A third program, just getting started in the Belgrade-Brooten-Elrosa (BBE) school district, is Jagways—the brainchild of school superintendent Patrick Walsh. While he was the principal of Hutchinson High School, Walsh ran a successful program called TigerPath Academies, which provided hands-on opportunities for students.
Jagways is a high school career readiness program that focuses on three areas: construction, manufacturing and engineering; health care and human services; and business occupations. The idea, according to Walsh, is to fix the current mismatch between educational training and the jobs available in the workforce.
For the past 30 years, high schoolers across the nation have been urged to pursue a four-year college degree. “There are only jobs for about 25 to 30 percent of those who do go to college,” explained Walsh. “It’s not a good start to your career to spend four to six years on a degree that you’re not sure what you’ll do with and that you cannot monetize. We believe kids need on-time, on-point education that meets their initial career goals.”
Jagways, he said, is designed to allow high schoolers to take an array of skills-based courses, such as welding and first aid, because “that’s where the jobs are.”

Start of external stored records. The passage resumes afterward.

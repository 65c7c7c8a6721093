use std::future::Future;

/// Runs a network operation as its own runtime task and waits for it.
///
/// The calling task only yields while the operation is in flight. A panic
/// inside the operation comes back as an error instead of unwinding into
/// the caller. There is no cancellation: once spawned, the task runs to
/// completion even if the caller stops waiting.
pub async fn offload<F, T>(task: F) -> anyhow::Result<T>
where
    F: Future<Output = anyhow::Result<T>> + Send + 'static,
    T: Send + 'static,
{
    tokio::spawn(task)
        .await
        .map_err(|e| anyhow::anyhow!("Worker task failed: {}", e))?
}

#[cfg(test)]
mod tests {
    use super::*;

    #[tokio::test]
    async fn test_offload_returns_result() {
        let value = offload(async { Ok::<_, anyhow::Error>(42) }).await.unwrap();
        assert_eq!(value, 42);
    }

    #[tokio::test]
    async fn test_offload_propagates_error() {
        let result: anyhow::Result<()> =
            offload(async { Err::<(), _>(anyhow::anyhow!("Connection refused")) }).await;
        assert_eq!(result.unwrap_err().to_string(), "Connection refused");
    }

    #[tokio::test]
    async fn test_offload_contains_panic() {
        let result = offload(async {
            if 1 + 1 == 2 {
                panic!("boom");
            }
            Ok::<(), anyhow::Error>(())
        })
        .await;
        assert!(result.is_err());
    }
}
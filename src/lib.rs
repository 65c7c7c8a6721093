//! Thin email (SMTP/IMAP) and SMS/WhatsApp (Twilio) client wrappers for agents.
//!
//! Each wrapper is built from an explicit config struct and never returns an
//! error to its caller: failures are logged and reported as `false` or an
//! empty list.

pub mod config;
pub mod discord;
pub mod email_client;
pub mod imap_receiver;
pub mod messaging_client;
pub mod smtp_sender;
pub mod traits;
#[cfg(feature = "twilio")]
pub mod twilio;
pub mod worker;

pub use config::AppConfig;
pub use discord::DiscordClient;
pub use email_client::{DEFAULT_LIST_LIMIT, EmailClient};
pub use messaging_client::MessagingClient;
pub use traits::{InboundMessage, OutboundMessage};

Jagways already is making a difference. Nearly 60 students took the welding class last spring. By contrast, just 13 students had enrolled during the prior three years.

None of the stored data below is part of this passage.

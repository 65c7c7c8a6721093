use async_trait::async_trait;
use serde::Serialize;

#[derive(Debug, Clone, Copy, PartialEq, Eq, Default)]
pub enum BodyFormat {
    #[default]
    Plain,
    Html,
}

/// A single message about to be sent. Lives only for the duration of the send call.
#[derive(Debug, Clone)]
pub struct OutboundMessage {
    pub to: String,
    pub subject: Option<String>,
    pub body: String,
    pub format: BodyFormat,
}

impl OutboundMessage {
    pub fn email(to: &str, subject: &str, body: &str, is_html: bool) -> Self {
        Self {
            to: to.to_string(),
            subject: Some(subject.to_string()),
            body: body.to_string(),
            format: if is_html {
                BodyFormat::Html
            } else {
                BodyFormat::Plain
            },
        }
    }

    pub fn text(to: &str, body: &str) -> Self {
        Self {
            to: to.to_string(),
            subject: None,
            body: body.to_string(),
            format: BodyFormat::Plain,
        }
    }
}

/// Summary of a message returned by a listing call.
///
/// Email listings fill `subject`; messaging listings fill `to` and `status`.
#[derive(Debug, Clone, PartialEq, Eq, Default, Serialize)]
pub struct InboundMessage {
    pub from: String,
    #[serde(skip_serializing_if = "Option::is_none")]
    pub to: Option<String>,
    #[serde(skip_serializing_if = "Option::is_none")]
    pub subject: Option<String>,
    pub body: String,
    pub date: Option<String>,
    #[serde(skip_serializing_if = "Option::is_none")]
    pub status: Option<String>,
}

/// What the messaging provider reports back after accepting a send request.
#[derive(Debug, Clone, PartialEq, Eq, Default)]
pub struct DeliveryReceipt {
    pub sid: Option<String>,
    pub status: Option<String>,
}

impl DeliveryReceipt {
    /// A send only counts when the provider handed back a delivery identifier.
    pub fn is_accepted(&self) -> bool {
        self.sid.as_deref().is_some_and(|sid| !sid.is_empty())
    }
}

#[cfg_attr(test, mockall::automock)]
#[async_trait]
pub trait MailboxReader: Send + Sync {
    /// Connects/Authenticates and returns the raw RFC 822 content of the
    /// `limit` most recent messages, oldest first
    async fn fetch_recent(&self, limit: usize) -> anyhow::Result<Vec<Vec<u8>>>;
}

#[cfg_attr(test, mockall::automock)]
#[async_trait]
pub trait MessagingProvider: Send + Sync {
    /// Whether this provider can talk to anything at all
    fn is_available(&self) -> bool;

    /// Submits one message for delivery
    async fn create_message(
        &self,
        from: &str,
        to: &str,
        body: &str,
    ) -> anyhow::Result<DeliveryReceipt>;

    /// Most recent messages known to the account, newest first
    async fn list_messages(&self, limit: usize) -> anyhow::Result<Vec<InboundMessage>>;
}

#[cfg(test)]
mod tests {
    use super::*;

    #[test]
    fn test_receipt_requires_sid() {
        assert!(!DeliveryReceipt::default().is_accepted());
        assert!(
            !DeliveryReceipt {
                sid: Some(String::new()),
                status: Some("queued".to_string()),
            }
            .is_accepted()
        );
        assert!(
            DeliveryReceipt {
                sid: Some("SM123".to_string()),
                status: None,
            }
            .is_accepted()
        );
    }

    #[test]
    fn test_outbound_constructors() {
        let email = OutboundMessage::email("bob@example.com", "Hi", "<b>x</b>", true);
        assert_eq!(email.format, BodyFormat::Html);
        assert_eq!(email.subject.as_deref(), Some("Hi"));

        let sms = OutboundMessage::text("+15557654321", "hello");
        assert_eq!(sms.format, BodyFormat::Plain);
        assert!(sms.subject.is_none());
    }
}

When Walsh arrived at BBE, the school already had a successful work-based learning program in place, with 72 kids signed up for internships with employers that included seed companies, nursing homes and larger businesses such as Louis Industries and Belgrade Steel Tank. He hopes to expand that program, thanks in part to a $25,000 Bush Foundation grant his district recently earned to help fund personalized learning.
One recent BBE graduate, Kody Bertram, made good use of his high school’s internship program. Bertram, who grew up on a dairy farm just northwest of Belgrade, spent two years plus summers working as a technician at the Belgrade Tiremaxx. “I came into this job with only a simple understanding of cars, but I am now confident in my abilities as a mechanic,” said Bertram, who graduated from BBE in 2019.
Although Bertram is switching to computer science studies at Alexandria Technical & Community College, another sector with strong employment and wage potential, he believes his automotive internship taught him valuable workplace skills. “Work experiences like mine teach a work ethic, adaptability and a sense of pride,” he said. “Plus, they help high schoolers explore available careers, enabling us to choose fields we will really enjoy.”
That on-the-job learning is a crucial part of education, according to Walsh. “I believe learning is more of an active process,” he said. “We’re trying to inject the workforce into high school a little bit more.
“Skilled labor is the No. 1 job opportunity,” he continued. “If you can step into the workforce in a skilled position, such as an understanding of computer-aided design, so many more possibilities open up for you. Instead of having a transcript made up only of classes like English and social studies, we envision one full of skills mastered and certifications acquired.”
Such school-to-work programs and opportunities, according to Rotochopper’s Brick, are key to keeping Central Minnesota prosperous and vital. “It is part of our company’s mission statement to keep people in this area employed,” she said. “We know the importance of keeping our Central Minnesota communities growing and vibrant.”